Re: Idempotence and "Replication Insensitivity" are equivalent ?

From: <pamelafluente_at_libero.it>
Date: 26 Sep 2006 13:16:56 -0700
Message-ID: <1159300820.335556.146310_at_m7g2000cwm.googlegroups.com>


vc ha scritto:

> pamelaflue..._at_libero.it wrote:
> > vc ha scritto:
> > Since we are here (cdt), they could be the values that you find in the
> > records
> > for a given field. For instance, your records are variables observed on
> >
> > your students and the field of interest could be the number of members
> > of their family. You could be interested in the Median family size *of
> > your
> > students*... You could be interested in other statistics as well, Mean,
> > std, etc. ...
>
> OK, so you are saying that the collection {1,2,3} is in fact a random
> sample realization, let's say the number of children in a family,
> which leads us to the original question.

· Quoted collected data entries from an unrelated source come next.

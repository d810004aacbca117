//! Wire types for the Deribit public API.

use serde::{Deserialize, Deserializer, Serialize};
use serde_json::Value;


/// Instrument kind requested from the upstream. Only options are in scope.
pub const OPTION_KIND: &str = "option";

/// One instrument as returned by `public/get_instruments`.
#[derive(Debug, Clone, PartialEq, Serialize, Deserialize)]
pub struct Instrument {
    /// Identifier, e.g. `BTC-29AUG25-60000-C`.
    pub instrument_name: String,
    /// Expiration time in epoch milliseconds.
    pub expiration_timestamp: i64,
    /// Underlying currency.
    #[serde(default)]
    pub base_currency: String,
    /// Instrument kind (`option`).
    #[serde(default)]
    pub kind: String,
}

/// One row of `public/get_book_summary_by_currency`.
#[derive(Debug, Clone, PartialEq, Serialize, Deserialize)]
pub struct BookSummary {
    /// Identifier of the instrument the row belongs to; empty when absent.
    #[serde(default)]
    pub instrument_name: String,
    /// Open interest; 0 when absent, null or not numeric.
    #[serde(default, deserialize_with = "zero_if_missing")]
    pub open_interest: f64,
    /// Price of the underlying, not reported for every row.
    #[serde(default, deserialize_with = "lenient_f64")]
    pub underlying_price: Option<f64>,
}

/// Query of `public/get_instruments`.
#[derive(Debug, Clone, Serialize)]
pub struct InstrumentsQuery<'a> {
    /// Currency symbol.
    pub currency: &'a str,
    /// Whether expired instruments are included.
    pub expired: bool,
    /// Instrument kind.
    pub kind: &'a str,
}

/// Query of `public/get_book_summary_by_currency`.
#[derive(Debug, Clone, Serialize)]
pub struct BookSummaryQuery<'a> {
    /// Currency symbol.
    pub currency: &'a str,
    /// Instrument kind.
    pub kind: &'a str,
}

/// Reads a number that may be encoded as a JSON number or a numeric string.
fn lenient_f64<'de, D>(deserializer: D) -> Result<Option<f64>, D::Error>
where
    D: Deserializer<'de>,
{
    let value = Option::<Value>::deserialize(deserializer)?;
    Ok(value
        .and_then(|v| match v {
            Value::Number(n) => n.as_f64(),
            Value::String(s) => s.trim().parse::<f64>().ok(),
            _ => None,
        })
        .filter(|v| v.is_finite()))
}

fn zero_if_missing<'de, D>(deserializer: D) -> Result<f64, D::Error>
where
    D: Deserializer<'de>,
{
    Ok(lenient_f64(deserializer)?.unwrap_or(0.0))
}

What grounds do you have for
> stating that having one, two or three children is equally probable ?
> You visited three households and are now trying to extrapolate your
> experience for say the entire city ?
>

You insist with the random sample story.

Forget about random samples.

I have 4 students not belonging to the same family and I want to know *their* median
family size { 1 5 2 7 }. I do not want to make inference about the whole world. Just interested in *that* set. They do not represent, to me, any other set in which they are contained. That set is all my word, and I want to describe only that set. The whole population is know.

Is it clear? There is no inferential aim. Only description. That's why it's called *Descriptive Statistics*. You are talking of another branch of statistics: Statistical Inference.

I repeat. I am saying that computing the median of { 1 5 2 7 }

  • is like *

computing the median of a discrete random variable X that takes the values 1,5,2,7 each with probability 1/4.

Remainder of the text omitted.